Parents are routinely encouraged to empathize. Parentsʼ empathy is said to have the long-term benefit of promoting healthy social and emotional development and the short-term benefit of increasing kidsʼ cooperation. But what exactly is empathizing? What is it that parents are supposed to do?

The idea of empathizing can be confusing and vague. It usually makes us think of kindness, communication, and talking about feelings. So is empathizing just asking, say, “How are you feeling?” in a nice tone of voice? ImaginEmpathy says,  Nope, no way, not at all.

The core idea of ImaginEmpathy is that it is essential to separate the idea of having empathy from the idea of showing empathy. Having empathy is a solo act of the imagination. Showing empathy involves communicating what you have imagined to someone else. Why draw this distinction? Because empathizing is especially valuable when communication breaks down, at those times when our kids canʼt or wonʼt tell us whatʼs up.
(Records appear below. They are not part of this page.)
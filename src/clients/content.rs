//! Write-capable content store.

use async_trait::async_trait;
use reqwest::multipart::{Form, Part};

use super::{map_reqwest, parse_json, snippet, ClientError, HttpFetcher};

/// Stores and unpins synthetic content.
#[async_trait]
pub trait ContentStore: Send + Sync {
    /// Store `data` and return its content identifier.
    async fn add(&self, data: Vec<u8>) -> Result<String, ClientError>;

    /// Unpin previously added content.
    async fn remove(&self, cid: &str) -> Result<(), ClientError>;
}

/// Content store backed by a Kubo RPC endpoint (`.../api/v0`).
pub struct KuboContentStore {
    api_url: String,
    http: HttpFetcher,
}

impl KuboContentStore {
    pub fn new(api_url: &str, http: HttpFetcher) -> Self {
        Self {
            api_url: api_url.trim_end_matches('/').to_string(),
            http,
        }
    }

    async fn post(&self, request: reqwest::RequestBuilder, url: &str) -> Result<serde_json::Value, ClientError> {
        let response = request.send().await.map_err(map_reqwest)?;
        let status = response.status();
        let body = response.text().await.map_err(map_reqwest)?;
        if !status.is_success() {
            return Err(ClientError::Status {
                url: url.to_string(),
                status: status.as_u16(),
                body: snippet(&body),
            });
        }
        parse_json(&body)
    }
}

#[async_trait]
impl ContentStore for KuboContentStore {
    async fn add(&self, data: Vec<u8>) -> Result<String, ClientError> {
        let url = format!("{}/add?pin=true", self.api_url);
        let form = Form::new().part("file", Part::bytes(data).file_name("data"));
        let json = self
            .post(self.http.client().post(&url).multipart(form), &url)
            .await?;
        json.get("Hash")
            .and_then(|h| h.as_str())
            .map(str::to_string)
            .ok_or_else(|| ClientError::Unexpected(format!("add response missing Hash: {}", json)))
    }

    async fn remove(&self, cid: &str) -> Result<(), ClientError> {
        let url = format!("{}/pin/rm?arg={}", self.api_url, cid);
        self.post(self.http.client().post(&url), &url).await?;
        Ok(())
    }
}

#[cfg(test)]
mod tests {
    use super::*;
    use crate::testutil::serve;
    use axum::{extract::Query, routing::post, Json, Router};
    use serde_json::json;
    use std::collections::HashMap;
    use std::time::Duration;

    #[tokio::test]
    async fn test_kubo_add_and_remove() {
        let app = Router::new()
            .route(
                "/api/v0/add",
                post(|| async { Json(json!({"Name": "data", "Hash": "QmSynthetic", "Size": "12"})) }),
            )
            .route(
                "/api/v0/pin/rm",
                post(|Query(q): Query<HashMap<String, String>>| async move {
                    Json(json!({"Pins": [q.get("arg").cloned().unwrap_or_default()]}))
                }),
            );
        let base = serve(app).await;
        let http = HttpFetcher::new(None, Duration::from_secs(5)).unwrap();
        let store = KuboContentStore::new(&format!("{}/api/v0/", base), http);

        let cid = store.add(b"{\"id\":\"abc\"}".to_vec()).await.unwrap();
        assert_eq!(cid, "QmSynthetic");
        store.remove(&cid).await.unwrap();
    }

    #[tokio::test]
    async fn test_kubo_add_missing_hash() {
        let app = Router::new().route("/api/v0/add", post(|| async { Json(json!({"Message": "nope"})) }));
        let base = serve(app).await;
        let http = HttpFetcher::new(None, Duration::from_secs(5)).unwrap();
        let store = KuboContentStore::new(&format!("{}/api/v0", base), http);

        assert!(matches!(store.add(vec![1]).await, Err(ClientError::Unexpected(_))));
    }
}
Separating the having from the showing reveals that we can use empathizing to repair communication breakdowns and/or to understand our kids’ experience in ways that they are unable to understand themselves.

ImaginEmpathy for Parents presents a way of thinking about empathy that is designed to help us empathize with our children unconditionally, with or without their buy-in, regardless of how good they are at expressing their feelings in words.